Mining the metaphysical

I suppose it’s a writer thing, but I can be downright entertained by multiple meanings. For example, the verb “mining” could refer to the extraction of valuable resources, or it could refer to setting explosive booby traps ready to blow up in someone’s face.

As anyone who’s been around the Internet is no doubt aware, bringing up religion and/or spirituality is one of the most sure fire ways to set off a (figurative) explosion. And yet such matters are so intrinsic to the human condition that it’s a rare storyteller who doesn’t set foot in that minefield sooner or later. To go back to the other meaning, there are valuables there to be mined and brought forth. Judeo-Christendom alone has provided countless strikes of metaphorical bounty for writers throughout the centuries, not even counting instances of outright fan fiction like The Divine Comedy or Paradise Lost (and those in turn have inspired quite a few spin-offs of their own). Shakespeare all but strip-mined Greek mythology for his plays, and now in latter days we strip-mine Shakespeare and posit “What if Puck was some rich dude’s executive assistant?
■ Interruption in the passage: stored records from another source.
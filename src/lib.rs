//! Peptide candidate-apex selection for DIA TIMS-TOF acquisitions.
//!
//! Given a library of expected precursors and fragments, and a sparse 4-D
//! ion tensor from a single acquisition, this crate locates where in
//! (retention time, ion mobility) space each precursor's elution apex most
//! plausibly occurred, by cross-correlating a dense precursor window against
//! a dense fragment window after Gaussian smoothing.
//!
//! The entry point is [`select_candidates`]. It takes a [`PrecursorTable`],
//! a [`FragmentTable`], a [`RawIndex`] view over the acquisition, and a
//! [`SelectionConfig`], and returns a flat [`Candidate`] table.
//!
//! ```no_run
//! use diapex::prelude::*;
//!
//! fn run(precursors: PrecursorTable, fragments: FragmentTable, raw: RawIndex) {
//!     let config = SelectionConfig::default();
//!     let candidates = select_candidates(&precursors, &fragments, &raw, &config)
//!         .expect("well-formed input tables");
//!     println!("found {} candidates", candidates.len());
//! }
//! ```

#![allow(clippy::too_many_arguments)]

pub mod config;
pub mod data_model;
pub mod diagnostics;
pub mod error;
pub mod executor;
pub mod groups;
pub mod ion_groups;
pub mod kernel;
pub mod peak_picker;
pub mod raw_index;
pub mod score_group;
pub mod smoothing;
pub mod window;

use diagnostics::NullObserver;
use error::EngineError;

/// Commonly used types, re-exported for convenient `use diapex::prelude::*`.
pub mod prelude {
    pub use crate::config::{ColumnChoice, PeakPickerConfig, ScoreGroupingPolicy, SelectionConfig};
    pub use crate::data_model::{Candidate, FragmentTable, PrecursorTable};
    pub use crate::diagnostics::{NullObserver, ScoreGroupObserver};
    pub use crate::error::{EngineError, SchemaError};
    pub use crate::executor::ParallelExecutor;
    pub use crate::raw_index::RawIndex;
    pub use crate::select_candidates;
}

/// Select candidate elution apexes for every precursor in `precursors`.
///
/// This is the library's single entry point: it validates the input tables,
/// partitions them into elution groups and score groups, and runs
/// [`executor::ParallelExecutor`] over them with no diagnostics collection.
/// For instrumented runs (feature `diagnostics`), use
/// [`executor::ParallelExecutor::run`] directly with a
/// [`diagnostics::JsonDumpObserver`].
pub fn select_candidates(
    precursors: &data_model::PrecursorTable,
    fragments: &data_model::FragmentTable,
    raw: &raw_index::RawIndex,
    config: &config::SelectionConfig,
) -> Result<Vec<data_model::Candidate>, EngineError> {
    executor::ParallelExecutor.run(precursors, fragments, raw, config, &NullObserver)
}
//! Parallel work-stealing execution over elution groups (§4.9
//! `ParallelExecutor`).
//!
//! Grounded on `ParallelConversionConfig`/`SharedDecodeContext` in the
//! teacher's `src/formats/tdf/parallel_converter.rs` and on
//! `TimsTofSyntheticsFrameBuilderDIA::build_frames` in
//! `rustims/rustdf/src/sim/dia.rs`: a dedicated `rayon` thread pool runs a
//! `par_iter().map(...)` over independent units of work, and the results are
//! sorted back into a deterministic order afterward rather than relying on
//! the parallel iterator to preserve it.

use log::{debug, info, warn};
use rayon::prelude::*;

use crate::config::SelectionConfig;
use crate::data_model::{Candidate, FragmentTable, PrecursorTable};
use crate::diagnostics::ScoreGroupObserver;
use crate::error::EngineError;
use crate::groups::{build_elution_groups, build_score_groups};
use crate::raw_index::RawIndex;
use crate::score_group::ScoreGroupEngine;

/// Runs [`ScoreGroupEngine`] over every elution group in a precursor table,
/// in parallel, with deterministic output ordering.
#[derive(Debug, Default, Clone, Copy)]
pub struct ParallelExecutor;

impl ParallelExecutor {
    /// Validate the input tables, partition them into elution and score
    /// groups, and process every group. Output is sorted by ascending
    /// `elution_group_idx` regardless of worker count or scheduling order,
    /// and within a group, candidates preserve the order
    /// [`ScoreGroupEngine::process`] produced them in.
    ///
    /// Returns [`EngineError::Schema`] if validation fails, or
    /// [`EngineError::WorkerPanic`] if a worker panics while processing a
    /// group — the run aborts and no partial output is returned.
    pub fn run(
        &self,
        precursors: &PrecursorTable,
        fragments: &FragmentTable,
        raw: &RawIndex,
        config: &SelectionConfig,
        observer: &(dyn ScoreGroupObserver + Sync),
    ) -> Result<Vec<Candidate>, EngineError> {
        precursors.validate(config.column_choice)?;
        fragments.validate()?;

        if precursors.is_empty() {
            debug!("empty precursor table, skipping run");
            return Ok(Vec::new());
        }

        let mut elution_groups = build_elution_groups(precursors);
        if config.debug {
            if let Some(limit) = config.debug_max_groups {
                elution_groups.truncate(limit);
            }
            debug!("debug mode: {} elution groups, single worker", elution_groups.len());
        }

        let thread_count = if config.debug { 1 } else { config.thread_count.max(1) };
        info!(
            "running {} elution groups on {} worker(s)",
            elution_groups.len(),
            thread_count
        );
        let pool = rayon::ThreadPoolBuilder::new()
            .num_threads(thread_count)
            .build()
            .map_err(|err| EngineError::WorkerPanic {
                elution_group_idx: 0,
                message: err.to_string(),
            })?;

        let results: Vec<Result<(u32, Vec<Candidate>), EngineError>> = pool.install(|| {
            elution_groups
                .par_iter()
                .map(|group| {
                    let outcome = std::panic::catch_unwind(std::panic::AssertUnwindSafe(|| {
                        let score_groups =
                            build_score_groups(precursors, group, config.grouping_policy);
                        let mut candidates = Vec::new();
                        for score_group in &score_groups {
                            let mut produced = ScoreGroupEngine.process(
                                precursors,
                                fragments,
                                raw,
                                config,
                                &score_group.precursor_rows,
                                observer,
                            );
                            candidates.append(&mut produced);
                        }
                        candidates
                    }));

                    match outcome {
                        Ok(candidates) => Ok((group.elution_group_idx, candidates)),
                        Err(payload) => {
                            let message = panic_message(&payload);
                            warn!(
                                "worker panicked on elution group {}: {message}",
                                group.elution_group_idx
                            );
                            Err(EngineError::WorkerPanic {
                                elution_group_idx: group.elution_group_idx,
                                message,
                            })
                        }
                    }
                })
                .collect()
        });

        let mut ordered: Vec<(u32, Vec<Candidate>)> = Vec::with_capacity(results.len());
        for result in results {
            ordered.push(result?);
        }
        ordered.sort_by_key(|(elution_group_idx, _)| *elution_group_idx);

        let mut out = Vec::new();
        for (_, mut candidates) in ordered {
            out.append(&mut candidates);
        }
        Ok(out)
    }
}

fn panic_message(payload: &Box<dyn std::any::Any + Send>) -> String {
    if let Some(message) = payload.downcast_ref::<&str>() {
        (*message).to_string()
    } else if let Some(message) = payload.downcast_ref::<String>() {
        message.clone()
    } else {
        "worker panicked with a non-string payload".to_string()
    }
}
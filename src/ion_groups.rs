//! Fragment and isotope ion selection (§4.4 `IonGroupMapper`).
//!
//! Grounded on the fragment-selection portion of `HybridElutionGroup.process`
//! in the original implementation's `hybridselection.py`: cardinality-based
//! down-weighting of shared fragments, abundance-weighted merging of ions
//! that land on (nearly) the same m/z, and retaining only the top-K ions by
//! weighted abundance.
//!
//! Both fragment and isotope ions are weighted by the *owning precursor's*
//! abundance (§4.4, §"SPEC_FULL" G): `weight = raw_weight *
//! precursor_abundance[owner] / cardinality`. Isotope ions go through the
//! same routine with `cardinality` fixed at 1 for every channel, so a
//! precursor's own abundance — not a flat additive bump shared by every
//! precursor in the group — is what distinguishes its isotope ions from its
//! neighbors'.

use crate::groups::IsotopeEnvelope;

/// One ion selected for window extraction: its target m/z and the weight
/// used to rank it against sibling ions.
#[derive(Debug, Clone, Copy, PartialEq)]
pub struct WeightedIon {
    /// Target m/z for tof-range lookup.
    pub mz: f32,
    /// Ranking weight (abundance, optionally down-weighted by cardinality).
    pub weight: f32,
}

/// Selects and merges the ions (fragment or isotope) that a score group
/// extracts a dense window for.
#[derive(Debug, Default, Clone, Copy)]
pub struct IonGroupMapper;

/// Abundance assigned to a precursor's channel-0 monoisotopic peak before
/// ranking, placing it ahead of other channels' abundances (§G, carried
/// from the original's `precursor_abundance[channel == 0] = 10`).
pub const PRECURSOR_ABUNDANCE_SCALE: f32 = 10.0;

impl IonGroupMapper {
    /// Build the fragment ion group for one score group: weight each
    /// fragment by `intensity * precursor_abundance[owner_precursor_idx] /
    /// cardinality`, optionally dropping fragments shared across the run
    /// above `max_cardinality`, merge ions with equal m/z by summing their
    /// weights, then keep the `top_k` heaviest, sorted by ascending m/z.
    ///
    /// `owner_precursor_idx[i]` indexes into `precursor_abundance`, which
    /// carries one abundance value per precursor row in the score group.
    pub fn fragment_ions(
        &self,
        owner_precursor_idx: &[usize],
        mz: &[f32],
        intensity: &[f32],
        cardinality: &[u8],
        precursor_abundance: &[f32],
        exclude_shared_fragments: bool,
        max_cardinality: u8,
        top_k: usize,
    ) -> Vec<WeightedIon> {
        let mut ions = Vec::with_capacity(mz.len());
        for i in 0..mz.len() {
            let card = cardinality[i];
            if exclude_shared_fragments && card > max_cardinality {
                continue;
            }
            let abundance = precursor_abundance
                .get(owner_precursor_idx[i])
                .copied()
                .unwrap_or(1.0);
            let weight = intensity[i] * abundance / card.max(1) as f32;
            ions.push(WeightedIon { mz: mz[i], weight });
        }
        merge_and_select(&mut ions, top_k)
    }

    /// Build the isotope ion group for one score group: flatten every
    /// precursor row's trimmed [`IsotopeEnvelope`] and run the same routine
    /// as [`Self::fragment_ions`] with `cardinality` fixed at 1 for every
    /// isotope channel, so each channel's weight is its relative intensity
    /// scaled by its own precursor's abundance.
    ///
    /// `owner_precursor_idx[i]` is the local row index (within
    /// `precursor_abundance`) that isotope ion `i` belongs to.
    pub fn isotope_ions(
        &self,
        owner_precursor_idx: &[usize],
        mz: &[f32],
        relative_intensity: &[f32],
        precursor_abundance: &[f32],
        top_k: usize,
    ) -> Vec<WeightedIon> {
        let cardinality = vec![1u8; mz.len()];
        self.fragment_ions(
            owner_precursor_idx,
            mz,
            relative_intensity,
            &cardinality,
            precursor_abundance,
            false,
            u8::MAX,
            top_k,
        )
    }
}

/// Merge ions at (near-)equal m/z by summing weight, keep the `top_k`
/// heaviest, return sorted by ascending m/z.
fn merge_and_select(ions: &mut [WeightedIon], top_k: usize) -> Vec<WeightedIon> {
    ions.sort_by(|a, b| a.mz.partial_cmp(&b.mz).unwrap_or(std::cmp::Ordering::Equal));

    const MERGE_EPSILON: f32 = 1e-4;
    let mut merged: Vec<WeightedIon> = Vec::with_capacity(ions.len());
    for &ion in ions.iter() {
        if let Some(last) = merged.last_mut() {
            if (last.mz - ion.mz).abs() <= MERGE_EPSILON {
                last.weight += ion.weight;
                continue;
            }
        }
        merged.push(ion);
    }

    merged.sort_by(|a, b| b.weight.partial_cmp(&a.weight).unwrap_or(std::cmp::Ordering::Equal));
    merged.truncate(top_k);
    merged.sort_by(|a, b| a.mz.partial_cmp(&b.mz).unwrap_or(std::cmp::Ordering::Equal));
    merged
}

#[cfg(test)]
mod tests {
    use super::*;

    fn single_owner(n: usize) -> Vec<usize> {
        vec![0; n]
    }

    #[test]
    fn shared_fragments_are_excluded_above_cardinality_ceiling() {
        let mapper = IonGroupMapper;
        let owner = single_owner(3);
        let mz = vec![100.0, 200.0, 300.0];
        let intensity = vec![1.0, 1.0, 1.0];
        let cardinality = vec![1, 5, 20];
        let abundance = vec![1.0];
        let ions = mapper.fragment_ions(&owner, &mz, &intensity, &cardinality, &abundance, true, 10, 10);
        assert_eq!(ions.len(), 2);
        assert!(ions.iter().all(|i| i.mz != 300.0));
    }

    #[test]
    fn cardinality_filter_is_noop_when_disabled() {
        let mapper = IonGroupMapper;
        let owner = single_owner(3);
        let mz = vec![100.0, 200.0, 300.0];
        let intensity = vec![1.0, 1.0, 1.0];
        let cardinality = vec![1, 5, 20];
        let abundance = vec![1.0];
        let ions = mapper.fragment_ions(&owner, &mz, &intensity, &cardinality, &abundance, false, 10, 10);
        assert_eq!(ions.len(), 3);
    }

    #[test]
    fn equal_mz_ions_are_merged_by_summing_weight() {
        let mapper = IonGroupMapper;
        let owner = single_owner(3);
        let mz = vec![100.0, 100.0, 200.0];
        let intensity = vec![1.0, 2.0, 0.5];
        let cardinality = vec![1, 1, 1];
        let abundance = vec![1.0];
        let ions = mapper.fragment_ions(&owner, &mz, &intensity, &cardinality, &abundance, false, 10, 10);
        assert_eq!(ions.len(), 2);
        let merged = ions.iter().find(|i| i.mz == 100.0).unwrap();
        assert!((merged.weight - 3.0).abs() < 1e-6);
    }

    #[test]
    fn top_k_keeps_heaviest_ions_sorted_by_mz() {
        let mapper = IonGroupMapper;
        let owner = single_owner(4);
        let mz = vec![100.0, 200.0, 300.0, 400.0];
        let intensity = vec![0.1, 0.9, 0.5, 0.2];
        let cardinality = vec![1, 1, 1, 1];
        let abundance = vec![1.0];
        let ions = mapper.fragment_ions(&owner, &mz, &intensity, &cardinality, &abundance, false, 10, 2);
        assert_eq!(ions.len(), 2);
        assert_eq!(ions[0].mz, 200.0);
        assert_eq!(ions[1].mz, 300.0);
    }

    #[test]
    fn fragment_weight_is_divided_by_cardinality() {
        let mapper = IonGroupMapper;
        let owner = single_owner(1);
        let abundance = vec![1.0];
        let solo = mapper.fragment_ions(&owner, &[100.0], &[1.0], &[1], &abundance, false, 10, 10);
        let shared = mapper.fragment_ions(&owner, &[100.0], &[1.0], &[4], &abundance, false, 10, 10);
        assert!((solo[0].weight - 1.0).abs() < 1e-6);
        assert!((shared[0].weight - 0.25).abs() < 1e-6);
    }

    #[test]
    fn isotope_ions_scale_by_owning_precursor_abundance() {
        let mapper = IonGroupMapper;
        // two precursors, channel-0 abundance boosted, channel-1 left at 1.0
        let owner = vec![0, 0, 1, 1];
        let mz = vec![500.0, 501.0, 600.0, 601.0];
        let relative_intensity = vec![1.0, 0.3, 1.0, 0.3];
        let abundance = vec![PRECURSOR_ABUNDANCE_SCALE, 1.0];
        let ions = mapper.isotope_ions(&owner, &mz, &relative_intensity, &abundance, 10);
        let mono_a = ions.iter().find(|i| i.mz == 500.0).unwrap();
        let mono_b = ions.iter().find(|i| i.mz == 600.0).unwrap();
        assert!(mono_a.weight > mono_b.weight);
        assert!((mono_a.weight - PRECURSOR_ABUNDANCE_SCALE).abs() < 1e-6);
        assert!((mono_b.weight - 1.0).abs() < 1e-6);
    }
}
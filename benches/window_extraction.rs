use criterion::{black_box, criterion_group, criterion_main, Criterion};
use diapex::ion_groups::WeightedIon;
use diapex::kernel::KernelBuilder;
use diapex::raw_index::RawIndex;
use diapex::smoothing::FourierSmoother;
use diapex::window::WindowExtractor;
use ndarray::Array4;

fn synthetic_index(n_frames: usize, n_scans: usize) -> RawIndex {
    let rt_values: Vec<f32> = (0..n_frames).map(|f| f as f32).collect();
    let mobility_values: Vec<f32> = (0..n_scans).map(|s| 1.5 - s as f32 * 0.01).collect();
    let mz_values: Vec<f64> = (0..4000).map(|t| 300.0 + t as f64 * 0.05).collect();
    let cycle = Array4::from_elem((1, 1, n_scans, 2), -1.0);

    let n_pushes = n_frames * n_scans;
    let mut push_indptr = vec![0u64; n_pushes + 1];
    let mut tof_indices = Vec::with_capacity(n_pushes * 4);
    let mut intensity_values = Vec::with_capacity(n_pushes * 4);
    for push in 0..n_pushes {
        push_indptr[push] = tof_indices.len() as u64;
        for k in 0..4 {
            tof_indices.push((1000 + k * 37 + push % 50) as u32);
            intensity_values.push(10.0 + (push % 13) as f32);
        }
    }
    push_indptr[n_pushes] = tof_indices.len() as u64;

    RawIndex::new(
        push_indptr,
        tof_indices,
        intensity_values,
        mz_values,
        rt_values,
        mobility_values,
        cycle,
        false,
    )
}

fn bench_window_extraction(c: &mut Criterion) {
    let raw = synthetic_index(200, 100);
    let ions: Vec<WeightedIon> = (0..12)
        .map(|i| WeightedIon {
            mz: 350.0 + i as f32 * 2.0,
            weight: 1.0,
        })
        .collect();

    c.bench_function("extract_dense_window_200x100", |b| {
        b.iter(|| {
            let window = WindowExtractor.extract(
                black_box(&raw),
                black_box(&ions),
                (0, 200),
                (0, 100),
                None,
                black_box(50.0),
            );
            black_box(window);
        });
    });
}

fn bench_fourier_smoothing(c: &mut Criterion) {
    let kernel = KernelBuilder::new(20, 5.0, 12.0).build();
    let map = ndarray::Array2::<f32>::from_elem((100, 200), 1.0);

    c.bench_function("fourier_smooth_100x200", |b| {
        b.iter(|| {
            let smoothed = FourierSmoother.smooth(black_box(map.view()), black_box(kernel.view()));
            black_box(smoothed);
        });
    });
}

criterion_group!(benches, bench_window_extraction, bench_fourier_smoothing);
criterion_main!(benches);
Now would an Ancient Greek who believed in the Gods and Goddesses and lived their life accordingly find those representations of Puck blasphemous?  Better yet, would they have been offended by, say, how Homer represented Zeus and Poseidon?

 “Unlike practical Greek religious observance, Homer’s portrayals of [deities] suited his narrative purpose, being very different from the polytheistic ideals Greek society used. To wit, the Classical-era historian Herodotus says that Homer, and his contemporary, the poet Hesiod, were the first artists to name and describe their appearance and characters.

Sounds a lot like what we do to this day when someone decides to represent God as George Burns or Morgan Freeman. I like to think that the reactions are similar, where a minority might take offense but the majority will recognize it as fiction and have no more problem with it than a professional computer programmer does with the average Hollywood hacking scene, unless it’s particularly insulting.

Anyhow, I don’t even want or need to bring personifications of myth or religion into Zombie Ranch, but I did feel that sooner or later I would want to touch on religious topics in a world-building sense, after establishing early on that Christianity in some form had survived the apocalypse. The easy mode most zombie (or apocalypse) stories seem to default to is splitting the world into two camps: atheistic amoral hooligans, or bloodthirsty religious fanatics — with the heroes caught somewhere in between, usually too busy trying to survive to really consider any theological questions.

Now do extremists exist? Sure. Do they get more traction in times of crisis? By the lessons of history, absolutely. Are they the whole story? Absolutely not. Cults like the Flagellants during the Black Death came and went, but the core Catholic Church endured. And because endurance in the face of disaster is one of my biggest themes, it was a more interesting answer to me that institutions like the Catholic Church could and would endure the zombie apocalypse, and a couple decades and councils later would have discussed and resolved some of the theological issues that the walking dead presented. I find the Catholic doctrine of spirit (or “rational soul”, present only in man) versus the material soul which motivates plants and animals to be a fascinating concept, and one which I could easily see being applied to the riddle of the zombie. I lay no claim to being a theologian, but I believe the Church skewing in the direction of incorporating the new facts of life (or unlife) in the Weird New West–with as little change to existing doctrine as possible–to be a plausible outcome.

Hopefully that doesn’t blow up in my face. If it does, well, them’s the breaks of mining, I suppose.